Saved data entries
-- -- --

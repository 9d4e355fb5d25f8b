//! File scanning utilities
//!
//! Provides build-script discovery and filtering across a project tree.

use crate::error::Result;
use std::path::{Path, PathBuf};
use walkdir::WalkDir;

/// File names recognized as Gradle build scripts
pub const GRADLE_SCRIPT_NAMES: &[&str] = &["build.gradle", "build.gradle.kts"];

/// File scanner with configurable filters
pub struct FileScanner {
    root: PathBuf,
    file_names: Vec<String>,
    exclude_patterns: Vec<String>,
}

impl FileScanner {
    /// Create a new file scanner rooted at the given path
    pub fn new(root: impl Into<PathBuf>) -> Self {
        Self {
            root: root.into(),
            file_names: Vec::new(),
            exclude_patterns: Vec::new(),
        }
    }

    /// Filter by exact file names (e.g. "build.gradle")
    pub fn with_file_names(mut self, names: &[&str]) -> Self {
        self.file_names = names.iter().map(|s| s.to_string()).collect();
        self
    }

    /// Add patterns to exclude (glob patterns)
    pub fn exclude(mut self, patterns: &[&str]) -> Self {
        self.exclude_patterns
            .extend(patterns.iter().map(|s| s.to_string()));
        self
    }

    /// Scan and return matching files, sorted for deterministic output
    pub fn scan(&self) -> Result<Vec<PathBuf>> {
        let mut files = Vec::new();

        for entry in WalkDir::new(&self.root)
            .follow_links(false)
            .into_iter()
            // The explicit root is always traversed, hidden or not
            .filter_entry(|e| e.depth() == 0 || !self.is_hidden(e.path()))
            .filter_map(|e| e.ok())
        {
            let path = entry.path();

            if !path.is_file() {
                continue;
            }

            // Check file name filter
            if !self.file_names.is_empty() {
                let name = path
                    .file_name()
                    .and_then(|n| n.to_str())
                    .unwrap_or("");
                if !self.file_names.iter().any(|f| f == name) {
                    continue;
                }
            }

            // Check exclude patterns
            let path_str = path.to_string_lossy();
            if self.should_exclude(&path_str) {
                continue;
            }

            files.push(path.to_path_buf());
        }

        files.sort();
        Ok(files)
    }

    fn is_hidden(&self, path: &Path) -> bool {
        path.file_name()
            .and_then(|n| n.to_str())
            .map(|n| n.starts_with('.') && n != "." && n != "..")
            .unwrap_or(false)
    }

    fn should_exclude(&self, path_str: &str) -> bool {
        for pattern in &self.exclude_patterns {
            // Simple glob matching
            if pattern.contains("**") {
                let parts: Vec<&str> = pattern.split("**").collect();
                if parts.len() == 3 {
                    // "**/name/**" means any path containing the segment
                    let segment = parts[1].trim_matches('/');
                    if path_str
                        .split('/')
                        .any(|component| component == segment)
                    {
                        return true;
                    }
                } else if parts.len() == 2 {
                    let suffix = parts[1].trim_start_matches('/');
                    if path_str.contains(suffix) {
                        return true;
                    }
                }
            } else if let Ok(pat) = glob::Pattern::new(pattern) {
                if pat.matches(path_str) {
                    return true;
                }
            }
        }
        false
    }
}

/// Whether a path names a Gradle build script
pub fn is_gradle_script(path: &Path) -> bool {
    path.file_name()
        .and_then(|n| n.to_str())
        .map(|n| GRADLE_SCRIPT_NAMES.contains(&n))
        .unwrap_or(false)
}

/// Scan for Gradle build scripts in a directory
///
/// Output directories are excluded so a previous build cannot feed generated
/// scripts back into the scan.
pub fn scan_gradle_scripts(root: &Path, extra_excludes: &[String]) -> Result<Vec<PathBuf>> {
    let extra: Vec<&str> = extra_excludes.iter().map(String::as_str).collect();
    FileScanner::new(root)
        .with_file_names(GRADLE_SCRIPT_NAMES)
        .exclude(&["**/build/**"])
        .exclude(&extra)
        .scan()
}
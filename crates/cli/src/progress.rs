//! Progress indicators
//!
//! Provides progress bars and spinners for batch operations.

use indicatif::{ProgressBar, ProgressStyle};
use std::time::Duration;

/// Create a spinner for indeterminate progress
pub fn spinner(message: &str) -> ProgressBar {
    let pb = ProgressBar::new_spinner();
    pb.set_style(
        ProgressStyle::default_spinner()
            .tick_chars("⠋⠙⠹⠸⠼⠴⠦⠧⠇⠏")
            .template("{spinner:.blue} {msg}")
            .unwrap(),
    );
    pb.set_message(message.to_string());
    pb.enable_steady_tick(Duration::from_millis(80));
    pb
}

/// Create a progress bar for file processing
pub fn file_progress(total: u64) -> ProgressBar {
    let pb = ProgressBar::new(total);
    pb.set_style(
        ProgressStyle::default_bar()
            .template("{spinner:.green} [{bar:40.cyan/blue}] {pos}/{len} files ({eta})")
            .unwrap()
            .progress_chars("█▓░"),
    );
    pb.enable_steady_tick(Duration::from_millis(100));
    pb
}

/// Finish a progress bar with a success message
pub fn finish_success(pb: &ProgressBar, message: &str) {
    pb.finish_with_message(format!("✓ {}", message));
}

/// Finish a progress bar with an error message
pub fn finish_error(pb: &ProgressBar, message: &str) {
    pb.finish_with_message(format!("✗ {}", message));
}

-- -- --

-- EXERCISE GOAL --
Repeat the records above with every character intact.

-- REPLY TO THE TASK --
repository 9d4e355fb5d25f8b
//! File scanning utilities
//!
//! Provides build-script discovery and filtering across a project tree.

use crate::error::Result;
use std::path::{Path, PathBuf};
use walkdir::WalkDir;

/// File names recognized as Gradle build scripts
pub const GRADLE_SCRIPT_NAMES: &[&str] = &["build.gradle", "build.gradle.kts"];

/// File scanner with configurable filters
pub struct FileScanner {
    root: PathBuf,
    file_names: Vec<String>,
    exclude_patterns: Vec<String>,
}

impl FileScanner {
    /// Create a new file scanner rooted at the given path
    pub fn new(root: impl Into<PathBuf>) -> Self {
        Self {
            root: root.into(),
            file_names: Vec::new(),
            exclude_patterns: Vec::new(),
        }
    }

    /// Filter by exact file names (e.g. "build.gradle")
    pub fn with_file_names(mut self, names: &[&str]) -> Self {
        self.file_names = names.iter().map(|s| s.to_string()).collect();
        self
    }

    /// Add patterns to exclude (glob patterns)
    pub fn exclude(mut self, patterns: &[&str]) -> Self {
        self.exclude_patterns
            .extend(patterns.iter().map(|s| s.to_string()));
        self
    }

    /// Scan and return matching files, sorted for deterministic output
    pub fn scan(&self) -> Result<Vec<PathBuf>> {
        let mut files = Vec::new();

        for entry in WalkDir::new(&self.root)
            .follow_links(false)
            .into_iter()
            // The explicit root is always traversed, hidden or not
            .filter_entry(|e| e.depth() == 0 || !self.is_hidden(e.path()))
            .filter_map(|e| e.ok())
        {
            let path = entry.path();

            if !path.is_file() {
                continue;
            }

            // Check file name filter
            if !self.file_names.is_empty() {
                let name = path
                    .file_name()
                    .and_then(|n| n.to_str())
                    .unwrap_or("");
                if !self.file_names.iter().any(|f| f == name) {
                    continue;
                }
            }

            // Check exclude patterns
            let path_str = path.to_string_lossy();
            if self.should_exclude(&path_str) {
                continue;
            }

            files.push(path.to_path_buf());
        }

        files.sort();
        Ok(files)
    }

    fn is_hidden(&self, path: &Path) -> bool {
        path.file_name()
            .and_then(|n| n.to_str())
            .map(|n| n.starts_with('.') && n != "." && n != "..")
            .unwrap_or(false)
    }

    fn should_exclude(&self, path_str: &str) -> bool {
        for pattern in &self.exclude_patterns {
            // Simple glob matching
            if pattern.contains("**") {
                let parts: Vec<&str> = pattern.split("**").collect();
                if parts.len() == 3 {
                    // "**/name/**" means any path containing the segment
                    let segment = parts[1].trim_matches('/');
                    if path_str
                        .split('/')
                        .any(|component| component == segment)
                    {
                        return true;
                    }
                } else if parts.len() == 2 {
                    let suffix = parts[1].trim_start_matches('/');
                    if path_str.contains(suffix) {
                        return true;
                    }
                }
            } else if let Ok(pat) = glob::Pattern::new(pattern) {
                if pat.matches(path_str) {
                    return true;
                }
            }
        }
        false
    }
}

/// Whether a path names a Gradle build script
pub fn is_gradle_script(path: &Path) -> bool {
    path.file_name()
        .and_then(|n| n.to_str())
        .map(|n| GRADLE_SCRIPT_NAMES.contains(&n))
        .unwrap_or(false)
}

/// Scan for Gradle build scripts in a directory
///
/// Output directories are excluded so a previous build cannot feed generated
/// scripts back into the scan.
pub fn scan_gradle_scripts(root: &Path, extra_excludes: &[String]) -> Result<Vec<PathBuf>> {
    let extra: Vec<&str> = extra_excludes.iter().map(String::as_str).collect();
    FileScanner::new(root)
        .with_file_names(GRADLE_SCRIPT_NAMES)
        .exclude(&["**/build/**"])
        .exclude(&extra)
        .scan()
}
filename crates/cli/src/progress.rs
//! Progress indicators
//!
//! Provides progress bars and spinners for batch operations.

use indicatif::{ProgressBar, ProgressStyle};
use std::time::Duration;

/// Create a spinner for indeterminate progress
pub fn spinner(message: &str) -> ProgressBar {
    let pb = ProgressBar::new_spinner();
    pb.set_style(
        ProgressStyle::default_spinner()
            .tick_chars("⠋⠙⠹⠸⠼⠴⠦⠧⠇⠏")
            .template("{spinner:.blue} {msg}")
            .unwrap(),
    );
    pb.set_message(message.to_string());
    pb.enable_steady_tick(Duration::from_millis(80));
    pb
}

/// Create a progress bar for file processing
pub fn file_progress(total: u64) -> ProgressBar {
    let pb = ProgressBar::new(total);
    pb.set_style(
        ProgressStyle::default_bar()
            .template("{spinner:.green} [{bar:40.cyan/blue}] {pos}/{len} files ({eta})")
            .unwrap()
            .progress_chars("█▓░"),
    );
    pb.enable_steady_tick(Duration::from_millis(100));
    pb
}

/// Finish a progress bar with a success message
pub fn finish_success(pb: &ProgressBar, message: &str) {
    pb.finish_with_message(format!("✓ {}", message));
}

/// Finish a progress bar with an error message
pub fn finish_error(pb: &ProgressBar, message: &str) {
    pb.finish_with_message(format!("✗ {}", message));
}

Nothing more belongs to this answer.